Visualize and explore knowledge graphs by connecting metaphactory to AWS Neptune

 

metaphactory and AWS neptune This post has also been published on the AWS Database blog

 

In this post, we show you how to get started with knowledge graphs using the metaphactory platform backed by Amazon Neptune. Offered by AWS Partner Network (APN) Select Technology Partner metaphacts GmbH, metaphactory helps you build knowledge graphs and the smart applications that use them.

 

Visualize and explore knowledge graphs quickly by connecting metaphactory to Amazon Neptune

Knowledge graphs consolidate and integrate an organization’s information assets and make them more readily available to all members of the organization. There are many applications and use cases that are enabled by knowledge graphs.

 

Graphs are a natural way to model and represent information about the world. This idea is not new, but has now become more viable via the introduction of scalable graph databases.

 

Unlike traditional ways of managing data, such as relational databases, graph modeling is very flexible and allows for the real-world diversity and heterogeneity of data. This lets us model complex and complicated subject matter.

 

For example, suppose a user is interested in works of art by Leonardo da Vinci. As shown in the following figure, a graph allows easy discovery of his works of art, and where in the Louvre museum to find them.

 

 

Knowledge graphs have gained prominence in enterprise data management because they offer advantages for data integration and knowledge democratization. They also help build smarter applications that use symbolic artificial intelligence (AI) methods and deliver actionable insights for end users.

 

In this post, we show you how to get started with knowledge graphs using the metaphactory platform backed by Amazon Neptune.

 

Offered by AWS Partner Network (APN) Select Technology Partner metaphacts GmbH, metaphactory helps you build knowledge graphs and the smart applications that use them. 

Neptune and metaphactory

Neptune is a serverless, fully managed, graph database service built for the cloud that can store property graphs and RDF knowledge graphs of massive scale. It’s a purpose-built graph database service that efficiently stores and navigates highly connected data, and can query billions of relationships with millisecond latency. You can use Neptune to create workloads that support social networks, recommendation engines, fraud detection, knowledge graphs, drug discovery applications, and more.

 

metaphactory is an end-to-end enterprise knowledge graph platform that transforms your data into consumable, contextual, and actionable knowledge. Operating on top of Neptune, metaphactory adheres to open and FAIR data principles, streamlining the process of capturing and organizing domain expertise within explicit semantic knowledge models. It extracts actionable insights from data and facilitates sharing of knowledge across the entire enterprise.

 

metaphactory offers a rich knowledge management functionality that knowledge engineers use for data administration, transformation, analysis, and building end-user applications. End-users benefit from a user-friendly interface made for easy search, exploration, navigation visualization, consumption, and management of knowledge.

 

Features include semantic knowledge modeling, low-code application building, and end-user interaction. These capabilities enable relevant stakeholders to make informed and intelligent business decisions while also promoting the discovery of hidden insights and fostering innovation. The following diagram illustrates the metaphactory platform architecture.

 

 

Both Neptune and metaphactory support the W3C Semantic Web standards of SPARQL 1.1 and RDF 1.1.

 

In a separate case study, you can see how Siemens Energy uses metaphactory and Neptune for their end-user oriented custom knowledge graph application for managing its fleet of large gas turbines.

Solution overview

In this post, we load a sample RDF knowledge graph into Neptune and use metaphactory to search and explore it. The high-level steps are as follows:

 

  1. Create a Neptune cluster.

  2. Deploy metaphactory on Amazon Elastic Compute Cloud (Amazon EC2).

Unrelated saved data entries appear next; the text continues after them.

//! End-to-end tagging behavior over the SQLite store

mod common;

use common::{admin, agent, count, ticket, TempDb};
use tagging::{RecordQuery, RecordRef, TagNames, TaggingError};

#[test]
fn tags_and_counts_survive_reopen() {
    let db = TempDb::new();
    {
        let engine = db.engine();
        engine.tag(&ticket("1"), "Billing, Urgent", None, &admin()).unwrap();
        engine.tag(&ticket("2"), "billing", None, &admin()).unwrap();
        engine
            .registry()
            .set_suggested("Urgent", None, true)
            .unwrap();
    }

    let engine = db.engine();
    assert_eq!(engine.tag_names(&ticket("1")).unwrap(), vec!["Billing", "Urgent"]);
    assert_eq!(count(&engine, "Billing", None), 2);
    assert_eq!(count(&engine, "Urgent", None), 1);

    let suggested = engine.registry().suggested().unwrap();
    assert_eq!(suggested.len(), 1);
    assert_eq!(suggested[0].slug, "urgent");
}

#[test]
fn attach_and_detach_are_idempotent() {
    let db = TempDb::new();
    let engine = db.engine();
    let r = ticket("1");

    assert!(engine.add_tag(&r, "Foo", None, &admin()).unwrap());
    assert!(!engine.add_tag(&r, "FOO ", None, &admin()).unwrap());
    assert_eq!(count(&engine, "foo", None), 1);

    assert_eq!(engine.remove_tag(&r, "foo", None).unwrap(), 1);
    assert_eq!(engine.remove_tag(&r, "foo", None).unwrap(), 0);
    assert_eq!(count(&engine, "foo", None), 0);
    assert!(engine.registry().exists("foo", None).unwrap());
}

#[test]
fn retag_replaces_the_set() {
    let db = TempDb::new();
    let engine = db.engine();
    let r = ticket("1");
    engine.tag(&r, "A, B", None, &admin()).unwrap();

    engine.retag(&r, "B, C", None, &admin()).unwrap();

    assert_eq!(engine.tag_slugs(&r).unwrap(), vec!["b", "c"]);
    assert_eq!(count(&engine, "A", None), 0);
    assert_eq!(count(&engine, "B", None), 1);
    assert_eq!(count(&engine, "C", None), 1);
}

#[test]
fn creation_rights_apply_to_default_department_only() {
    let db = TempDb::new();
    let engine = db.engine();

    let err = engine
        .add_tag(&ticket("1"), "Escalated", None, &agent())
        .unwrap_err();
    assert!(matches!(err, TaggingError::ForbiddenTagCreation { .. }));

    assert!(engine
        .add_tag(&ticket("1"), "Escalated", Some("Sales"), &agent())
        .unwrap());

    engine.add_tag(&ticket("2"), "Escalated", None, &admin()).unwrap();
    assert!(engine
        .add_tag(&ticket("3"), "escalated", None, &agent())
        .unwrap());
    assert_eq!(count(&engine, "Escalated", None), 2);
    assert_eq!(count(&engine, "Escalated", Some("sales")), 1);
}

#[test]
fn scopes_select_records_by_tag_membership() {
    let db = TempDb::new();
    let engine = db.engine();
    engine.tag(&ticket("r1"), "x, y", None, &admin()).unwrap();
    engine.tag(&ticket("r2"), "x", None, &admin()).unwrap();
    engine.tag(&ticket("r3"), "y", None, &admin()).unwrap();
    engine
        .tag(&RecordRef::new("article", "r1"), "x", None, &admin())
        .unwrap();

    let all = engine
        .find(&RecordQuery::new("ticket").with_all_tags("X, Y"))
        .unwrap();
    assert_eq!(all, vec![ticket("r1")]);

    let any = engine
        .find(&RecordQuery::new("ticket").with_any_tag("x, y"))
        .unwrap();
    assert_eq!(any, vec![ticket("r1"), ticket("r2"), ticket("r3")]);

    let combined = engine
        .find(&RecordQuery::new("ticket").with_all_tags("x").with_any_tag("y, z"))
        .unwrap();
    assert_eq!(combined, vec![ticket("r1")]);

    let none = engine
        .find(&RecordQuery::new("ticket").with_any_tag(Vec::<String>::new()))
        .unwrap();
    assert!(none.is_empty());
}

#[test]
fn existing_tags_report_live_counts() {
    let db = TempDb::new();
    let engine = db.engine();
    engine.tag(&ticket("1"), "beta, alpha", None, &admin()).unwrap();
    engine.tag(&ticket("2"), "alpha", None, &admin()).unwrap();
    engine.untag(&ticket("2"), Some(TagNames::from("alpha")), None).unwrap();

    let existing = engine.existing_tags("ticket").unwrap();
    let slugs: Vec<_> = existing.iter().map(|t| (t.slug.as_str(), t.count)).collect();
    assert_eq!(slugs, vec![("alpha", 1), ("beta", 1)]);
    assert!(engine.existing_tags("article").unwrap().is_empty());
}

#[test]
fn delete_cascade_detaches_everything() {
    let db = TempDb::new();
    let engine = db.engine();
    engine.tag(&ticket("1"), "a, b", None, &admin()).unwrap();
    engine.tag(&ticket("1"), "c", Some("sales"), &admin()).unwrap();

    assert!(engine.before_delete(&ticket("1")).unwrap());
    assert!(engine.associations(&ticket("1")).unwrap().is_empty());
    for (name, department) in [("a", None), ("b", None), ("c", Some("sales"))] {
        assert_eq!(count(&engine, name, department), 0);
    }
}

#[test]
fn reconcile_repairs_counters_after_direct_store_writes() {
    let db = TempDb::new();
    let engine = db.engine();
    engine.tag(&ticket("1"), "a, b", None, &admin()).unwrap();
    assert!(engine.registry().reconcile().unwrap().is_empty());

    // Deleting the registry row loses the counter; reconcile rebuilds it
    assert!(engine.registry().delete("a", None).unwrap());
    let corrections = engine.registry().reconcile().unwrap();
    assert_eq!(corrections.len(), 1);
    assert_eq!(corrections[0].slug, "a");
    assert_eq!(corrections[0].actual, 1);
    assert_eq!(count(&engine, "a", None), 1);
}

  3. Configure metaphactory to connect to Neptune.

  4. Load data into Neptune using metaphactory.

  5. Search and explore the data using metaphactory.

This post is designed for anyone who wants to become familiar with knowledge graphs. You don’t need to have any prior knowledge of the RDF data model or SPARQL query language.

 

The overall architecture of our setup is depicted in the following diagram, where a Neptune cluster is deployed into a VPC. A Neptune cluster is a collection of instances, with the minimum number being 1. Instances can be serverless for on-demand vertical auto scaling, or distinct instance types. The primary instance acts as the single writer instance, and horizontal scalability is available for read operations, by creating additional read-replica instances. Each cluster comes with a cluster endpoint delegating requests to the writer instance, as well as a reader endpoint distributing (read-only) queries to the read replicas.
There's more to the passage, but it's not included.